Sometimes we learn after the fact that our prioritization hasn’t been ideal.  Recently, we helped design  a sales training course for an organization which was also in the midst of implementing a new customer relationship management system.   Our call planning course featured reviews of the plans with the learner’s managers,  a pretty natural near-to-job task.  But asking the learners to post their plans to an assignment activity in our platform was not well-received.  Learners felt that having to learn to use the training platform software while also learning the CRM software (and of course, keeping up with their normal responsibilities!) was onerous.  And since they were already in pretty close contact with their managers, going to this alternative online place to communicate with people they were on the phone with daily seemed to them like added busywork.

We probably could have done a better job of making clear to the learners that part of the reason for the structuring of the task was to provide visibility on their learning to senior management.
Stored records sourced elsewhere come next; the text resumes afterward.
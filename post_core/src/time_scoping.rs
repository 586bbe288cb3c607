//! # Time Scoping
//!
//! Selection of the result sets a pass evaluates, derived from the analysis
//! kind and the time/frequency support of the results file.
//!
//! | Analysis kind       | Sets evaluated                      |
//! |---------------------|-------------------------------------|
//! | `Spectrum` (random) | `[2]`, the 1σ response set          |
//! | `ResponseSpectrum`  | `[1]`                               |
//! | `Static`            | `1..=N`, or `[N]` with last-only    |
//! | anything else       | `1..=N`                             |
//!
//! ## Example
//!
//! ```rust
//! use post_core::time_scoping::{AnalysisKind, TimeFreqSupport, TimeScoping};
//!
//! let support = TimeFreqSupport::new("s", vec![0.5, 1.0, 1.5]).unwrap();
//! let scoping = TimeScoping::for_analysis(AnalysisKind::Static, &support, true).unwrap();
//! assert_eq!(scoping.set_ids(), vec![3]);
//! ```

use std::fmt;

use serde::{Deserialize, Serialize};
use tracing::debug;

use crate::errors::{PostError, PostResult};

/// Analysis types known to the post-processing passes.
#[derive(Debug, Clone, Copy, PartialEq, Eq, Hash, Serialize, Deserialize)]
pub enum AnalysisKind {
    Static,
    Transient,
    Modal,
    Harmonic,
    /// Random vibration (PSD) analysis
    Spectrum,
    ResponseSpectrum,
}

impl AnalysisKind {
    /// Name used in output file names (`type=Static`)
    pub fn name(&self) -> &'static str {
        match self {
            AnalysisKind::Static => "Static",
            AnalysisKind::Transient => "Transient",
            AnalysisKind::Modal => "Modal",
            AnalysisKind::Harmonic => "Harmonic",
            AnalysisKind::Spectrum => "Spectrum",
            AnalysisKind::ResponseSpectrum => "ResponseSpectrum",
        }
    }

    /// Whether results are statistical and must be scaled by the sigma level
    pub fn is_random_vibration(&self) -> bool {
        matches!(self, AnalysisKind::Spectrum)
    }
}

impl fmt::Display for AnalysisKind {
    fn fmt(&self, f: &mut fmt::Formatter<'_>) -> fmt::Result {
        f.write_str(self.name())
    }
}

/// Time (or frequency) values of every result set in a results file.
#[derive(Debug, Clone, PartialEq, Serialize, Deserialize)]
pub struct TimeFreqSupport {
    /// Unit of the time/frequency values ("s", "Hz")
    pub unit: String,
    /// Value for set `k` stored at index `k - 1`
    pub values: Vec<f64>,
}

impl TimeFreqSupport {
    pub fn new(unit: impl Into<String>, values: Vec<f64>) -> PostResult<Self> {
        if values.is_empty() {
            return Err(PostError::invalid_input(
                "time_freq_support",
                "[]",
                "Results contain no result sets",
            ));
        }
        Ok(TimeFreqSupport {
            unit: unit.into(),
            values,
        })
    }

    /// Number of result sets
    pub fn number_sets(&self) -> usize {
        self.values.len()
    }

    /// Time value of a 1-based set id
    pub fn time_of(&self, set: usize) -> Option<f64> {
        set.checked_sub(1).and_then(|k| self.values.get(k).copied())
    }
}

/// A result set id paired with its solution time.
#[derive(Debug, Clone, Copy, PartialEq, Serialize, Deserialize)]
pub struct TimeSample {
    /// 1-based result set id
    pub set: usize,
    /// Solution time or frequency of the set
    pub time: f64,
}

/// Ordered list of result sets to evaluate. Order is preserved in every output.
#[derive(Debug, Clone, PartialEq, Serialize, Deserialize)]
pub struct TimeScoping {
    pub unit: String,
    pub samples: Vec<TimeSample>,
}

impl TimeScoping {
    /// Build the scoping for an analysis of the given kind.
    ///
    /// # Errors
    ///
    /// [`PostError::MissingField`] when the kind requires a set the results
    /// file does not contain (a random vibration file with a single set).
    pub fn for_analysis(
        kind: AnalysisKind,
        support: &TimeFreqSupport,
        static_last_only: bool,
    ) -> PostResult<Self> {
        let n = support.number_sets();
        let ids: Vec<usize> = match kind {
            AnalysisKind::Spectrum => vec![2],
            AnalysisKind::ResponseSpectrum => vec![1],
            AnalysisKind::Static if static_last_only => vec![n],
            _ => (1..=n).collect(),
        };
        debug!(kind = %kind, sets = ?ids, "derived time scoping");
        TimeScoping::from_ids(support, &ids)
    }

    /// Build a scoping from explicit set ids.
    pub fn from_ids(support: &TimeFreqSupport, ids: &[usize]) -> PostResult<Self> {
        let samples = ids
            .iter()
            .map(|&set| {
                support
                    .time_of(set)
                    .map(|time| TimeSample { set, time })
                    .ok_or_else(|| {
                        PostError::missing_field(
                            format!("result set {}", set),
                            format!("results contain {} sets", support.number_sets()),
                        )
                    })
            })
            .collect::<PostResult<Vec<_>>>()?;
        Ok(TimeScoping {
            unit: support.unit.clone(),
            samples,
        })
    }

    pub fn set_ids(&self) -> Vec<usize> {
        self.samples.iter().map(|s| s.set).collect()
    }

    pub fn len(&self) -> usize {
        self.samples.len()
    }

    pub fn is_empty(&self) -> bool {
        self.samples.is_empty()
    }

    /// Last evaluated sample
    pub fn last(&self) -> Option<TimeSample> {
        self.samples.last().copied()
    }
}

#[cfg(test)]
mod tests {
    use super::*;

    fn support(n: usize) -> TimeFreqSupport {
        TimeFreqSupport::new("s", (1..=n).map(|k| k as f64 * 0.25).collect()).unwrap()
    }

    #[test]
    fn test_static_all_and_last_only() {
        let all = TimeScoping::for_analysis(AnalysisKind::Static, &support(4), false).unwrap();
        assert_eq!(all.set_ids(), vec![1, 2, 3, 4]);
        let last = TimeScoping::for_analysis(AnalysisKind::Static, &support(4), true).unwrap();
        assert_eq!(last.set_ids(), vec![4]);
        assert_eq!(last.samples[0].time, 1.0);
    }

    #[test]
    fn test_last_only_ignored_for_transient() {
        let scoping = TimeScoping::for_analysis(AnalysisKind::Transient, &support(3), true).unwrap();
        assert_eq!(scoping.set_ids(), vec![1, 2, 3]);
    }

    #[test]
    fn test_spectrum_sets() {
        let rv = TimeScoping::for_analysis(AnalysisKind::Spectrum, &support(3), false).unwrap();
        assert_eq!(rv.set_ids(), vec![2]);
        let rs = TimeScoping::for_analysis(AnalysisKind::ResponseSpectrum, &support(3), false).unwrap();
        assert_eq!(rs.set_ids(), vec![1]);
    }

    #[test]
    fn test_random_vibration_needs_second_set() {
        let err = TimeScoping::for_analysis(AnalysisKind::Spectrum, &support(1), false).unwrap_err();
        assert_eq!(err.error_code(), "MISSING_FIELD");
    }

    #[test]
    fn test_empty_support_rejected() {
        assert!(TimeFreqSupport::new("s", vec![]).is_err());
    }

    #[test]
    fn test_kind_names() {
        assert_eq!(AnalysisKind::ResponseSpectrum.to_string(), "ResponseSpectrum");
        assert!(AnalysisKind::Spectrum.is_random_vibration());
        assert!(!AnalysisKind::Modal.is_random_vibration());
    }
}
Alternatively, had the timing for the course been different, say, for after the CRM system had been in place for a while, it might have made sense to post those plans to the CRM, on which, of course, learners and managers both have visibility.

In future iterations of the course,  we probably will move some of the activities directly into the CRM. (Fortunately, we can track the completion of activities even when they happen somewhere other than our platform!)

Have the job tasks faced by your learners moved closer or farther away from the training activities they do?  Is it time to re-assess how close you are these days to your various moving targets?